(Records excerpted from a collection)
use quickcheck::{Arbitrary, Gen};
use quickcheck_macros::quickcheck;

use tsiplib::protocol::crc::Crc32;
use tsiplib::protocol::serialize::stuff_packet;
use tsiplib::protocol::{destuff, Framing, DLE, ETX, MAX_PAYLOAD};
use tsiplib::{DecodeStats, Decoder, DecoderConfig, Dispatcher, Packet};

fn stuff(packets: &[Vec<u8>]) -> Vec<u8> {
    let mut out = Vec::new();
    for p in packets {
        stuff_packet(&Crc32::new(), &Framing::TSIP, MAX_PAYLOAD, &mut out, p).unwrap();
    }
    out
}

fn decode_with(config: DecoderConfig, blocks: &[&[u8]]) -> (Vec<Vec<u8>>, DecodeStats) {
    let mut seen = Vec::new();
    let mut decoder =
        Decoder::new(config, Crc32::new(), |p: Packet<'_>| seen.push(p.to_vec())).unwrap();
    for block in blocks {
        decoder.feed(block);
    }
    let (_, stats) = decoder.free();
    (seen, stats)
}

fn decode(blocks: &[&[u8]]) -> (Vec<Vec<u8>>, DecodeStats) {
    decode_with(DecoderConfig::new(), blocks)
}

/// A packet heavy on escape and terminator bytes.
#[derive(Debug, Clone)]
struct TestPacket(Vec<u8>);

impl Arbitrary for TestPacket {
    fn arbitrary(g: &mut Gen) -> Self {
        let interesting = [DLE, DLE, ETX, 0x8f];
        let byte = |g: &mut Gen| {
            if bool::arbitrary(g) {
                *g.choose(&interesting).unwrap_or(&DLE)
            } else {
                u8::arbitrary(g)
            }
        };

        let mut id = byte(g);
        while !Framing::TSIP.is_legal_id(id) {
            id = u8::arbitrary(g);
        }
        let len = usize::arbitrary(g) % 24;
        let mut packet = vec![id, byte(g)];
        packet.extend((0..len).map(|_| byte(g)));
        TestPacket(packet)
    }

    fn shrink(&self) -> Box<dyn Iterator<Item = Self>> {
        let id = self.0[..2].to_vec();
        Box::new(self.0[2..].to_vec().shrink().map(move |body| {
            let mut packet = id.clone();
            packet.extend(body);
            TestPacket(packet)
        }))
    }
}

fn packets(test: &[TestPacket]) -> Vec<Vec<u8>> {
    test.iter().map(|p| p.0.clone()).collect()
}

#[test]
fn example_stream_every_split() {
    let sent = vec![b"AAB".to_vec(), vec![b'B', DLE, 0x99]];
    let raw = stuff(&sent);
    assert_eq!(raw[..4], [DLE, b'A', b'A', b'B']);
    assert!(raw.windows(3).any(|w| w == [DLE, DLE, 0x99]));
    for split in 0..=raw.len() {
        let (seen, stats) = decode(&[&raw[..split], &raw[split..]]);
        assert_eq!(seen, sent, "split at {}", split);
        assert_eq!(seen[1][1..2], [DLE]);
        assert_eq!(stats.rejected(), 0);
    }
}

#[quickcheck]
fn split_anywhere(sent: Vec<TestPacket>, split: usize) -> bool {
    let sent = packets(&sent);
    let raw = stuff(&sent);
    let split = split % (raw.len() + 1);
    decode(&[&raw[..split], &raw[split..]]).0 == sent
}

#[quickcheck]
fn split_three_ways(sent: Vec<TestPacket>, a: usize, b: usize) -> bool {
    let sent = packets(&sent);
    let raw = stuff(&sent);
    let a = a % (raw.len() + 1);
    let b = a + b % (raw.len() - a + 1);
    decode(&[&raw[..a], &raw[a..b], &raw[b..]]).0 == sent
}

#[quickcheck]
fn byte_at_a_time(sent: Vec<TestPacket>) -> bool {
    let sent = packets(&sent);
    let raw = stuff(&sent);
    let blocks: Vec<&[u8]> = raw.chunks(1).collect();
    decode(&blocks).0 == sent
}

#[test]
fn split_around_escape_pairs() {
    // a literal escape right before the end sequence, and a checksum
    // that may itself hold escapes
    let sent = vec![
        vec![0x8f, 0x20, DLE],
        vec![0x8f, DLE, DLE, DLE, ETX],
        vec![0x41, ETX],
    ];
    let raw = stuff(&sent);
    for (i, pair) in raw.windows(2).enumerate() {
        if pair[0] != DLE {
            continue;
        }
        // directly after the escape
        let (seen, _) = decode(&[&raw[..i + 1], &raw[i + 1..]]);
        assert_eq!(seen, sent, "split after escape at {}", i);
    }
}

#[test]
fn literal_escapes_preserved() {
    let sent = vec![vec![0x8f, DLE, DLE, b'x', DLE]];
    let raw = stuff(&sent);
    for a in 0..=raw.len() {
        for b in a..=raw.len() {
            let (seen, _) = decode(&[&raw[..a], &raw[a..b], &raw[b..]]);
            assert_eq!(seen, sent, "split at {} and {}", a, b);
        }
    }
}

#[test]
fn oversize_fragments_discarded() {
    let config = DecoderConfig::new().with_max_payload(8);
    let good = stuff(&[b"\x8fok".to_vec()]);
    let junk = [b'j'; 32];

    let (seen, stats) = decode_with(
        config.clone(),
        &[&b"\x10\x8fstart"[..], &junk, &junk, &junk, &good],
    );
    assert_eq!(seen, [b"\x8fok".to_vec()]);
    assert_eq!(stats.overflows, 3);
    assert_eq!(stats.rejected(), 0);

    // each oversize block is dropped on its own, with nothing left
    // behind to spoil what follows
    let (seen, stats) = decode_with(config, &[&junk[..], &good]);
    assert_eq!(seen, [b"\x8fok".to_vec()]);
    assert_eq!(stats.overflows, 1);
}

#[test]
fn oversize_packet_rejected() {
    let config = DecoderConfig::new().with_max_payload(4);
    let raw = stuff(&[b"\x8f\x01big payload".to_vec(), b"\x8f\x02fits".to_vec()]);
    let (seen, stats) = decode_with(config, &[&raw]);
    assert_eq!(seen, [b"\x8f\x02fits".to_vec()]);
    assert_eq!(stats.size_mismatch, 1);
}

#[test]
fn corrupted_checksum_rejected() {
    let mut raw = stuff(&[b"\x8fab".to_vec(), b"\x8fcd".to_vec()]);
    // flip a payload bit in the first packet
    raw[2] ^= 0x01;
    let (seen, stats) = decode(&[&raw]);
    assert_eq!(seen, [b"\x8fcd".to_vec()]);
    assert_eq!(stats.checksum_mismatch, 1);
}

#[test]
fn illegal_id_from_stream() {
    let first = stuff(&[b"\x8fab".to_vec()]);
    let mut block1 = first.clone();
    block1.push(DLE);
    // the hanging escape turns out to be a literal, which then leads
    // the next "packet"
    let block2 = &b"\x10abcde\x10\x03"[..];

    let (seen, stats) = decode(&[&block1[..], block2]);
    assert_eq!(seen, [b"\x8fab".to_vec()]);
    assert_eq!(stats.illegal_id, 1);
}

#[test]
fn garbage_between_packets() {
    let sent = vec![b"\x8f\x01".to_vec(), b"\x8f\x02".to_vec()];
    let one = stuff(&sent[..1]);
    let two = stuff(&sent[1..]);
    let raw = [
        &b"noise"[..],
        &one[..],
        &b"more\x03noise"[..],
        &two[..],
        &b"trailing"[..],
    ]
    .concat();
    for split in 0..=raw.len() {
        let (seen, _) = decode(&[&raw[..split], &raw[split..]]);
        assert_eq!(seen, sent, "split at {}", split);
    }
}

// Dispatching destuffed blocks alone (without their raw bytes) relies
// on the first processed byte to resolve a hanging escape. These pin
// down how that behaves.

fn dispatch_processed(blocks: &[&[u8]]) -> (Vec<Vec<u8>>, DecodeStats) {
    let mut seen = Vec::new();
    let mut dispatcher = Dispatcher::new(&DecoderConfig::new(), Crc32::new(), |p: Packet<'_>| {
        seen.push(p.to_vec())
    });
    for raw in blocks {
        let mut block = destuff(&Framing::TSIP, raw);
        dispatcher.dispatch(&mut block);
    }
    let (_, stats) = dispatcher.free();
    (seen, stats)
}

#[test]
fn processed_literal_after_hanging_escape() {
    // literal escape split down the middle, followed by more payload
    let sent = vec![vec![0x8f, DLE, b'x', b'y']];
    let raw = stuff(&sent);
    let split = 3;
    assert_eq!(raw[..split], [DLE, 0x8f, DLE]);
    assert_eq!(raw[split..split + 2], [DLE, b'x']);

    let (seen, _) = dispatch_processed(&[&raw[..split], &raw[split..]]);
    assert_eq!(seen, sent);
}

#[test]
fn processed_doubled_literal_after_hanging_escape() {
    let config = DecoderConfig::new();
    let blocks: [&[u8]; 2] = [b"\x10\x8fa\x10", b"\x10\x10b"];

    // the block starts with a complete escape pair: it stands in for
    // the carried escape, which is dropped
    let mut processed = Dispatcher::new(&config, Crc32::new(), |_: Packet<'_>| {});
    for raw in blocks {
        processed.dispatch(&mut destuff(&Framing::TSIP, raw));
    }
    assert_eq!(processed.carry().data(), b"\x8fa\x10b");

    // with the raw bytes, the carried escape is the literal, and the
    // rest starts a new packet
    let mut resolved = Dispatcher::new(&config, Crc32::new(), |_: Packet<'_>| {});
    for raw in blocks {
        resolved.dispatch_raw(raw, &mut destuff(&Framing::TSIP, raw));
    }
    assert_eq!(resolved.carry().data(), b"b");
}

#[test]
fn processed_and_raw_agree_on_plain_splits() {
    let sent = vec![b"\x8fhello".to_vec(), b"\x8eworld".to_vec()];
    let raw = stuff(&sent);
    for split in 0..=raw.len() {
        if raw.get(split) == Some(&DLE) {
            continue;
        }
        let blocks = [&raw[..split], &raw[split..]];
        let processed = dispatch_processed(&blocks).0;
        let resolved = decode(&blocks).0;
        assert_eq!(processed, resolved, "split at {}", split);
    }
}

What you will do
Could you find each line in the entries that contains the string "more" and copy it?

Answer to this exercise
        &b"more\x03noise"[..],
    // literal escape split down the middle, followed by more payload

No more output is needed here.